## WORK ITEM
Set the data down again so that every line matches exactly.

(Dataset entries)
----------

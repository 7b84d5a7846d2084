use geo::{Closest, ClosestPoint, Coord, Geometry, Line, LineString, MultiLineString, Point};
use rstar::{PointDistance, RTreeObject, AABB};
use std::cmp::Ordering;

/// 視為同一座標的距離
pub(crate) const COORD_EPSILON: f64 = 1e-9;

pub(crate) fn distance(a: Coord<f64>, b: Coord<f64>) -> f64 {
    (a.x - b.x).hypot(a.y - b.y)
}

pub(crate) fn same_coord(a: Coord<f64>, b: Coord<f64>) -> bool {
    distance(a, b) <= COORD_EPSILON
}

pub(crate) fn closest_on_segment(line: Line<f64>, target: Coord<f64>) -> Coord<f64> {
    match line.closest_point(&Point::from(target)) {
        Closest::Intersection(p) | Closest::SinglePoint(p) => p.0,
        Closest::Indeterminate => line.start,
    }
}

/// 線段加上它在圖層中的位置 (要素、部件、線段序號)
#[derive(Clone, Copy, Debug)]
pub(crate) struct IndexedSegment {
    pub line: Line<f64>,
    pub feature: usize,
    pub part: usize,
    pub segment: usize,
}

impl RTreeObject for IndexedSegment {
    type Envelope = AABB<[f64; 2]>;

    fn envelope(&self) -> Self::Envelope {
        let (a, b) = (self.line.start, self.line.end);
        AABB::from_corners([a.x.min(b.x), a.y.min(b.y)], [a.x.max(b.x), a.y.max(b.y)])
    }
}

impl PointDistance for IndexedSegment {
    fn distance_2(&self, point: &[f64; 2]) -> f64 {
        let target = Coord {
            x: point[0],
            y: point[1],
        };
        let d = distance(closest_on_segment(self.line, target), target);
        d * d
    }
}

/// 取出線要素的所有部件；非線幾何回傳空集合
pub(crate) fn line_parts(geometry: &Geometry<f64>) -> Vec<LineString<f64>> {
    match geometry {
        Geometry::LineString(ls) => vec![ls.clone()],
        Geometry::MultiLineString(mls) => mls.0.clone(),
        Geometry::Line(line) => vec![LineString::from(vec![line.start, line.end])],
        _ => Vec::new(),
    }
}

pub(crate) fn from_parts(mut parts: Vec<LineString<f64>>, multi: bool) -> Geometry<f64> {
    if !multi && parts.len() == 1 {
        Geometry::LineString(parts.remove(0))
    } else {
        Geometry::MultiLineString(MultiLineString::new(parts))
    }
}

/// 把 (線段序號, 座標) 插入到部件中，已存在的頂點不重複插入
pub(crate) fn insert_vertices(part: &mut LineString<f64>, mut insertions: Vec<(usize, Coord<f64>)>) {
    if insertions.is_empty() || part.0.len() < 2 {
        return;
    }

    let coords = &part.0;
    insertions.sort_by(|(seg_a, a), (seg_b, b)| {
        seg_a.cmp(seg_b).then_with(|| {
            let start = coords[*seg_a];
            distance(start, *a)
                .partial_cmp(&distance(start, *b))
                .unwrap_or(Ordering::Equal)
        })
    });

    let mut result: Vec<Coord<f64>> = Vec::with_capacity(coords.len() + insertions.len());
    let mut pending = insertions.into_iter().peekable();

    for (i, coord) in coords.iter().enumerate() {
        push_distinct(&mut result, *coord);
        if i + 1 == coords.len() {
            break;
        }
        let next = coords[i + 1];
        while let Some((segment, c)) = pending.peek().copied() {
            if segment != i {
                break;
            }
            pending.next();
            if !same_coord(c, next) {
                push_distinct(&mut result, c);
            }
        }
    }

    part.0 = result;
}

fn push_distinct(coords: &mut Vec<Coord<f64>>, c: Coord<f64>) {
    match coords.last() {
        Some(last) if same_coord(*last, c) => {}
        _ => coords.push(c),
    }
}

/// 在指定的切點把部件切成多段；切點必須已經是頂點
pub(crate) fn split_at(part: &LineString<f64>, cuts: &[Coord<f64>]) -> Vec<LineString<f64>> {
    let coords = &part.0;
    if coords.len() < 3 || cuts.is_empty() {
        return vec![part.clone()];
    }

    let mut pieces = Vec::new();
    let mut current = vec![coords[0]];
    for (i, coord) in coords.iter().enumerate().skip(1) {
        current.push(*coord);
        let interior = i + 1 < coords.len();
        if interior && cuts.iter().any(|c| same_coord(*c, *coord)) {
            pieces.push(LineString::from(std::mem::replace(&mut current, vec![*coord])));
        }
    }
    pieces.push(LineString::from(current));
    pieces
}

#[cfg(test)]
mod tests {
    use super::*;
    use geo::line_string;

    #[test]
    fn test_insert_vertices_orders_along_segment() {
        let mut part = line_string![(x: 0.0, y: 0.0), (x: 10.0, y: 0.0), (x: 10.0, y: 10.0)];
        insert_vertices(
            &mut part,
            vec![
                (0, Coord { x: 7.0, y: 0.0 }),
                (1, Coord { x: 10.0, y: 5.0 }),
                (0, Coord { x: 3.0, y: 0.0 }),
                (0, Coord { x: 0.0, y: 0.0 }),
            ],
        );

        let xs: Vec<(f64, f64)> = part.0.iter().map(|c| (c.x, c.y)).collect();
        assert_eq!(
            xs,
            vec![(0.0, 0.0), (3.0, 0.0), (7.0, 0.0), (10.0, 0.0), (10.0, 5.0), (10.0, 10.0)]
        );
    }

    #[test]
    fn test_split_at_interior_vertex() {
        let part = line_string![(x: 0.0, y: 0.0), (x: 5.0, y: 0.0), (x: 10.0, y: 0.0)];
        let pieces = split_at(&part, &[Coord { x: 5.0, y: 0.0 }, Coord { x: 0.0, y: 0.0 }]);
        assert_eq!(pieces.len(), 2);
        assert_eq!(pieces[0].0.last(), Some(&Coord { x: 5.0, y: 0.0 }));
        assert_eq!(pieces[1].0.first(), Some(&Coord { x: 5.0, y: 0.0 }));
    }

    #[test]
    fn test_segment_distance_uses_closest_point() {
        let segment = IndexedSegment {
            line: Line::new(Coord { x: 0.0, y: 0.0 }, Coord { x: 10.0, y: 0.0 }),
            feature: 0,
            part: 0,
            segment: 0,
        };
        assert!((segment.distance_2(&[5.0, 3.0]) - 9.0).abs() < 1e-12);
        assert!((segment.distance_2(&[13.0, 4.0]) - 25.0).abs() < 1e-12);
    }
}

----------

## RESPONSE BOX
repository 7b84d5a7846d2084
use geo::{Closest, ClosestPoint, Coord, Geometry, Line, LineString, MultiLineString, Point};
use rstar::{PointDistance, RTreeObject, AABB};
use std::cmp::Ordering;

/// 視為同一座標的距離
pub(crate) const COORD_EPSILON: f64 = 1e-9;

pub(crate) fn distance(a: Coord<f64>, b: Coord<f64>) -> f64 {
    (a.x - b.x).hypot(a.y - b.y)
}

pub(crate) fn same_coord(a: Coord<f64>, b: Coord<f64>) -> bool {
    distance(a, b) <= COORD_EPSILON
}

pub(crate) fn closest_on_segment(line: Line<f64>, target: Coord<f64>) -> Coord<f64> {
    match line.closest_point(&Point::from(target)) {
        Closest::Intersection(p) | Closest::SinglePoint(p) => p.0,
        Closest::Indeterminate => line.start,
    }
}

/// 線段加上它在圖層中的位置 (要素、部件、線段序號)
#[derive(Clone, Copy, Debug)]
pub(crate) struct IndexedSegment {
    pub line: Line<f64>,
    pub feature: usize,
    pub part: usize,
    pub segment: usize,
}

impl RTreeObject for IndexedSegment {
    type Envelope = AABB<[f64; 2]>;

    fn envelope(&self) -> Self::Envelope {
        let (a, b) = (self.line.start, self.line.end);
        AABB::from_corners([a.x.min(b.x), a.y.min(b.y)], [a.x.max(b.x), a.y.max(b.y)])
    }
}

impl PointDistance for IndexedSegment {
    fn distance_2(&self, point: &[f64; 2]) -> f64 {
        let target = Coord {
            x: point[0],
            y: point[1],
        };
        let d = distance(closest_on_segment(self.line, target), target);
        d * d
    }
}

/// 取出線要素的所有部件；非線幾何回傳空集合
pub(crate) fn line_parts(geometry: &Geometry<f64>) -> Vec<LineString<f64>> {
    match geometry {
        Geometry::LineString(ls) => vec![ls.clone()],
        Geometry::MultiLineString(mls) => mls.0.clone(),
        Geometry::Line(line) => vec![LineString::from(vec![line.start, line.end])],
        _ => Vec::new(),
    }
}

pub(crate) fn from_parts(mut parts: Vec<LineString<f64>>, multi: bool) -> Geometry<f64> {
    if !multi && parts.len() == 1 {
        Geometry::LineString(parts.remove(0))
    } else {
        Geometry::MultiLineString(MultiLineString::new(parts))
    }
}

/// 把 (線段序號, 座標) 插入到部件中，已存在的頂點不重複插入
pub(crate) fn insert_vertices(part: &mut LineString<f64>, mut insertions: Vec<(usize, Coord<f64>)>) {
    if insertions.is_empty() || part.0.len() < 2 {
        return;
    }

    let coords = &part.0;
    insertions.sort_by(|(seg_a, a), (seg_b, b)| {
        seg_a.cmp(seg_b).then_with(|| {
            let start = coords[*seg_a];
            distance(start, *a)
                .partial_cmp(&distance(start, *b))
                .unwrap_or(Ordering::Equal)
        })
    });

    let mut result: Vec<Coord<f64>> = Vec::with_capacity(coords.len() + insertions.len());
    let mut pending = insertions.into_iter().peekable();

    for (i, coord) in coords.iter().enumerate() {
        push_distinct(&mut result, *coord);
        if i + 1 == coords.len() {
            break;
        }
        let next = coords[i + 1];
        while let Some((segment, c)) = pending.peek().copied() {
            if segment != i {
                break;
            }
            pending.next();
            if !same_coord(c, next) {
                push_distinct(&mut result, c);
            }
        }
    }

    part.0 = result;
}

fn push_distinct(coords: &mut Vec<Coord<f64>>, c: Coord<f64>) {
    match coords.last() {
        Some(last) if same_coord(*last, c) => {}
        _ => coords.push(c),
    }
}

/// 在指定的切點把部件切成多段；切點必須已經是頂點
pub(crate) fn split_at(part: &LineString<f64>, cuts: &[Coord<f64>]) -> Vec<LineString<f64>> {
    let coords = &part.0;
    if coords.len() < 3 || cuts.is_empty() {
        return vec![part.clone()];
    }

    let mut pieces = Vec::new();
    let mut current = vec![coords[0]];
    for (i, coord) in coords.iter().enumerate().skip(1) {
        current.push(*coord);
        let interior = i + 1 < coords.len();
        if interior && cuts.iter().any(|c| same_coord(*c, *coord)) {
            pieces.push(LineString::from(std::mem::replace(&mut current, vec![*coord])));
        }
    }
    pieces.push(LineString::from(current));
    pieces
}

#[cfg(test)]
mod tests {
    use super::*;
    use geo::line_string;

    #[test]
    fn test_insert_vertices_orders_along_segment() {
        let mut part = line_string![(x: 0.0, y: 0.0), (x: 10.0, y: 0.0), (x: 10.0, y: 10.0)];
        insert_vertices(
            &mut part,
            vec![
                (0, Coord { x: 7.0, y: 0.0 }),
                (1, Coord { x: 10.0, y: 5.0 }),
                (0, Coord { x: 3.0, y: 0.0 }),
                (0, Coord { x: 0.0, y: 0.0 }),
            ],
        );

        let xs: Vec<(f64, f64)> = part.0.iter().map(|c| (c.x, c.y)).collect();
        assert_eq!(
            xs,
            vec![(0.0, 0.0), (3.0, 0.0), (7.0, 0.0), (10.0, 0.0), (10.0, 5.0), (10.0, 10.0)]
        );
    }

    #[test]
    fn test_split_at_interior_vertex() {
        let part = line_string![(x: 0.0, y: 0.0), (x: 5.0, y: 0.0), (x: 10.0, y: 0.0)];
        let pieces = split_at(&part, &[Coord { x: 5.0, y: 0.0 }, Coord { x: 0.0, y: 0.0 }]);
        assert_eq!(pieces.len(), 2);
        assert_eq!(pieces[0].0.last(), Some(&Coord { x: 5.0, y: 0.0 }));
        assert_eq!(pieces[1].0.first(), Some(&Coord { x: 5.0, y: 0.0 }));
    }

    #[test]
    fn test_segment_distance_uses_closest_point() {
        let segment = IndexedSegment {
            line: Line::new(Coord { x: 0.0, y: 0.0 }, Coord { x: 10.0, y: 0.0 }),
            feature: 0,
            part: 0,
            segment: 0,
        };
        assert!((segment.distance_2(&[5.0, 3.0]) - 9.0).abs() < 1e-12);
        assert!((segment.distance_2(&[13.0, 4.0]) - 25.0).abs() < 1e-12);
    }
}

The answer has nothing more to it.